I think it's funny how life takes you by surprise sometimes. My biological father died almost 2 years ago. It had been 5 years since I'd seen him. If not for my cousin I really doubt I would have even known he was sick. And by the time I found out-he was really sick.
At that time I was really amazed at myself that I felt nothing. Really nothing. The last time I ever saw my father was Christmas 2001. I was visiting Pennsylvania from college and had stopped by my aunt's house where everyone on that side of the family was. I took my cousin Julie along from my mom's side of the family as my personal buffer/body guard! My dad was playing cards with some people at the table. When I walked in he said, "what's up?" and went back to his card game. He never got up and never even looked my direction. And I found it really amazing that I was with the man who created me and felt invisible. A few minutes later he said, "how are things at the university of Tennessee?" Right dad. At that point I had been at Asbury College in Kentucky for over 3 years. And I decided right then and there that I was done. I was done trying to maintain a relationship with this man, I was done caring, and although I would always forgive him and respect him for the position he held in my life, he would no longer be a part of my day to day thinking. And somewhere in my spirit that day - I moved on. I had to.
So, it caught me off guard this morning when I found a picture of him I was using as a bookmark. It literally took my breath away. I have no idea why and before I knew it tears were streaming down my face. He missed so much. He missed the opportunity to be in relationship wtih 3 children who adored him and 2 wives that would have. My dad was the funniest, greatest guy-he just couldn't commit to anything especially relationships. If you needed something-he'd give you anything, but if it was a relationship you needed forget it. He was the epitome of a fair weathered friend. That's not an insult-that's just who he was. He would have been the best bachelor you ever met-he just had no business committing.
And I suppose somewhere in my heart I held onto the idea that one day he would call, or write, or find someway to restore a very broken relationship. I suppose to some degree you have to hold onto hope to survive. But now it's too late. I don't know why almost 2 years later today it feels final-like he's really gone. And it's weird where you notice it. I was filling out some forms today and it asked about family history. Father deceased? Yes or no. It was weird to circle yes. I don't know why. And then the Dr. said when reviewing it, "I'm sorry for your loss." I thanked him but it seems like I lost him a long time ago.
I don't know. It's strange how the soul adjusts at different times. When he passed away, it was a crazy time for a few months in my life with a bunch of little things and I think if I had taken the time to really grieve at that time I may have lost it. But now I'm at a point where I can process the loss and move on. Whether I think so or not, it does affect me and to some degree it always will.

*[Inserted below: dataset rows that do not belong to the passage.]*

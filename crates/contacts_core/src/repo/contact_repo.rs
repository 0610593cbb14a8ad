//! Contact repository contracts and SQLite implementation.
//!
//! # Responsibility
//! - Provide ordered CRUD statements over the `contacts` table.
//! - Own transaction boundaries for write operations.
//!
//! # Invariants
//! - Store errors are returned unmodified; no domain translation happens here.
//! - Every write runs in its own transaction that rolls back unless the
//!   success path commits it.
//! - Missing rows surface as `rusqlite::Error::QueryReturnedNoRows`.

use crate::db::migrations::{current_user_version, latest_version};
use crate::db::{DbError, DbResult};
use crate::model::contact::{Contact, ContactId, ContactPatch};
use rusqlite::{params, Connection, Row, Transaction, TransactionBehavior};

const CONTACT_COLUMNS: [&str; 3] = ["id", "name", "phone"];

/// Repository interface for contact CRUD operations.
pub trait ContactRepository {
    /// Reads every stored contact ordered by id.
    fn list_contacts(&self) -> DbResult<Vec<Contact>>;
    /// Reads one contact by id.
    fn get_contact(&self, id: ContactId) -> DbResult<Contact>;
    /// Inserts name and phone, returning the generated id.
    fn create_contact(&self, contact: &Contact) -> DbResult<ContactId>;
    /// Applies a partial update and returns the row as stored afterwards.
    fn update_contact(&self, patch: &ContactPatch) -> DbResult<Contact>;
    /// Deletes one contact by id.
    fn delete_contact(&self, id: ContactId) -> DbResult<()>;
}

/// SQLite-backed contact repository.
pub struct SqliteContactRepository<'conn> {
    conn: &'conn Connection,
}

impl<'conn> SqliteContactRepository<'conn> {
    /// Constructs a repository from a migrated connection.
    ///
    /// # Errors
    /// - `UninitializedConnection` when the schema version is not the latest.
    /// - `MissingRequiredTable` / `MissingRequiredColumn` when the `contacts`
    ///   table does not have the expected shape.
    pub fn try_new(conn: &'conn Connection) -> DbResult<Self> {
        ensure_contacts_connection_ready(conn)?;
        Ok(Self { conn })
    }

    /// Runs `op` inside an immediate transaction.
    ///
    /// The transaction guard rolls back on drop, so any error returned by `op`
    /// (or by the commit) leaves no partial write behind. After a successful
    /// commit the drop is a no-op.
    fn in_write_tx<T>(
        &self,
        op: impl FnOnce(&Transaction<'_>) -> rusqlite::Result<T>,
    ) -> DbResult<T> {
        let tx = Transaction::new_unchecked(self.conn, TransactionBehavior::Immediate)?;
        let value = op(&tx)?;
        tx.commit()?;
        Ok(value)
    }
}

impl ContactRepository for SqliteContactRepository<'_> {
    fn list_contacts(&self) -> DbResult<Vec<Contact>> {
        let mut stmt = self
            .conn
            .prepare("SELECT id, name, phone FROM contacts ORDER BY id ASC;")?;
        let mut rows = stmt.query([])?;
        let mut contacts = Vec::new();

        while let Some(row) = rows.next()? {
            contacts.push(parse_contact_row(row)?);
        }

        Ok(contacts)
    }

    fn get_contact(&self, id: ContactId) -> DbResult<Contact> {
        let contact = self.conn.query_row(
            "SELECT id, name, phone FROM contacts WHERE id = ?1;",
            [id],
            parse_contact_row,
        )?;
        Ok(contact)
    }

    fn create_contact(&self, contact: &Contact) -> DbResult<ContactId> {
        self.in_write_tx(|tx| {
            tx.query_row(
                "INSERT INTO contacts (name, phone) VALUES (?1, ?2) RETURNING id;",
                params![contact.name.as_str(), contact.phone.as_str()],
                |row| row.get(0),
            )
        })
    }

    fn update_contact(&self, patch: &ContactPatch) -> DbResult<Contact> {
        self.in_write_tx(|tx| match (patch.name.as_deref(), patch.phone.as_deref()) {
            (None, Some(phone)) => tx.query_row(
                "UPDATE contacts SET phone = ?1 WHERE id = ?2 RETURNING id, name, phone;",
                params![phone, patch.id],
                parse_contact_row,
            ),
            (Some(name), None) => tx.query_row(
                "UPDATE contacts SET name = ?1 WHERE id = ?2 RETURNING id, name, phone;",
                params![name, patch.id],
                parse_contact_row,
            ),
            (Some(name), Some(phone)) => tx.query_row(
                "UPDATE contacts SET name = ?1, phone = ?2 WHERE id = ?3 RETURNING id, name, phone;",
                params![name, phone, patch.id],
                parse_contact_row,
            ),
            (None, None) => tx.query_row(
                "SELECT id, name, phone FROM contacts WHERE id = ?1;",
                [patch.id],
                parse_contact_row,
            ),
        })
    }

    fn delete_contact(&self, id: ContactId) -> DbResult<()> {
        self.in_write_tx(|tx| {
            let changed = tx.execute("DELETE FROM contacts WHERE id = ?1;", [id])?;
            if changed == 0 {
                return Err(rusqlite::Error::QueryReturnedNoRows);
            }
            Ok(())
        })
    }
}

fn parse_contact_row(row: &Row<'_>) -> rusqlite::Result<Contact> {
    Ok(Contact {
        id: row.get("id")?,
        name: row.get("name")?,
        phone: row.get("phone")?,
    })
}

fn ensure_contacts_connection_ready(conn: &Connection) -> DbResult<()> {
    let expected_version = latest_version();
    let actual_version = current_user_version(conn)?;
    if actual_version != expected_version {
        return Err(DbError::UninitializedConnection {
            expected_version,
            actual_version,
        });
    }

    if !table_exists(conn, "contacts")? {
        return Err(DbError::MissingRequiredTable("contacts"));
    }

    for column in CONTACT_COLUMNS {
        if !table_has_column(conn, "contacts", column)? {
            return Err(DbError::MissingRequiredColumn {
                table: "contacts",
                column,
            });
        }
    }

    Ok(())
}

fn table_exists(conn: &Connection, table: &str) -> DbResult<bool> {
    let exists: i64 = conn.query_row(
        "SELECT EXISTS(
            SELECT 1
            FROM sqlite_master
            WHERE type = 'table' AND name = ?1
        );",
        [table],
        |row| row.get(0),
    )?;
    Ok(exists == 1)
}

fn table_has_column(conn: &Connection, table: &str, column: &str) -> DbResult<bool> {
    let mut stmt = conn.prepare(&format!("PRAGMA table_info({table});"))?;
    let mut rows = stmt.query([])?;
    while let Some(row) = rows.next()? {
        let current: String = row.get(1)?;
        if current == column {
            return Ok(true);
        }
    }
    Ok(false)
}

#[cfg(test)]
mod tests {
    use super::SqliteContactRepository;
    use crate::db::open_db_in_memory;

    fn row_count(conn: &rusqlite::Connection) -> i64 {
        conn.query_row("SELECT COUNT(*) FROM contacts;", [], |row| row.get(0))
            .unwrap()
    }

    #[test]
    fn failed_write_transaction_leaves_no_partial_rows() {
        let conn = open_db_in_memory().unwrap();
        let repo = SqliteContactRepository::try_new(&conn).unwrap();

        let result: crate::db::DbResult<()> = repo.in_write_tx(|tx| {
            tx.execute(
                "INSERT INTO contacts (name, phone) VALUES ('Ann', '111');",
                [],
            )?;
            tx.execute(
                "INSERT INTO contacts (name, phone) VALUES ('Bob', '222');",
                [],
            )?;
            Err(rusqlite::Error::QueryReturnedNoRows)
        });

        assert!(result.unwrap_err().is_no_rows());
        assert_eq!(row_count(&conn), 0);
        assert!(conn.is_autocommit());
    }

    #[test]
    fn successful_write_transaction_is_committed() {
        let conn = open_db_in_memory().unwrap();
        let repo = SqliteContactRepository::try_new(&conn).unwrap();

        repo.in_write_tx(|tx| {
            tx.execute(
                "INSERT INTO contacts (name, phone) VALUES ('Ann', '111');",
                [],
            )
        })
        .unwrap();

        assert_eq!(row_count(&conn), 1);
        assert!(conn.is_autocommit());
    }
}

In a fiction happily ever after world I wish he would have called a few years ago and we could have had that time to mend and restore and renew our relationship. I even wish he would have called when he was first diagnosed with lung cancer or then a year later when it had spread. I wish while he was in his right mind we would have connected. I think it was selfish of him not to do that. I'm not angry or bitter or upset at this point because I believe that's the only way he could cope was to avoid it, but I still wish he had. It might not have made a difference, but then again it might have.
His obituary described him as the best friend anyone could ask for. It didn't say anything about him as a father. I find that interesting.
Okay, that's enough Dr. Phil for today!!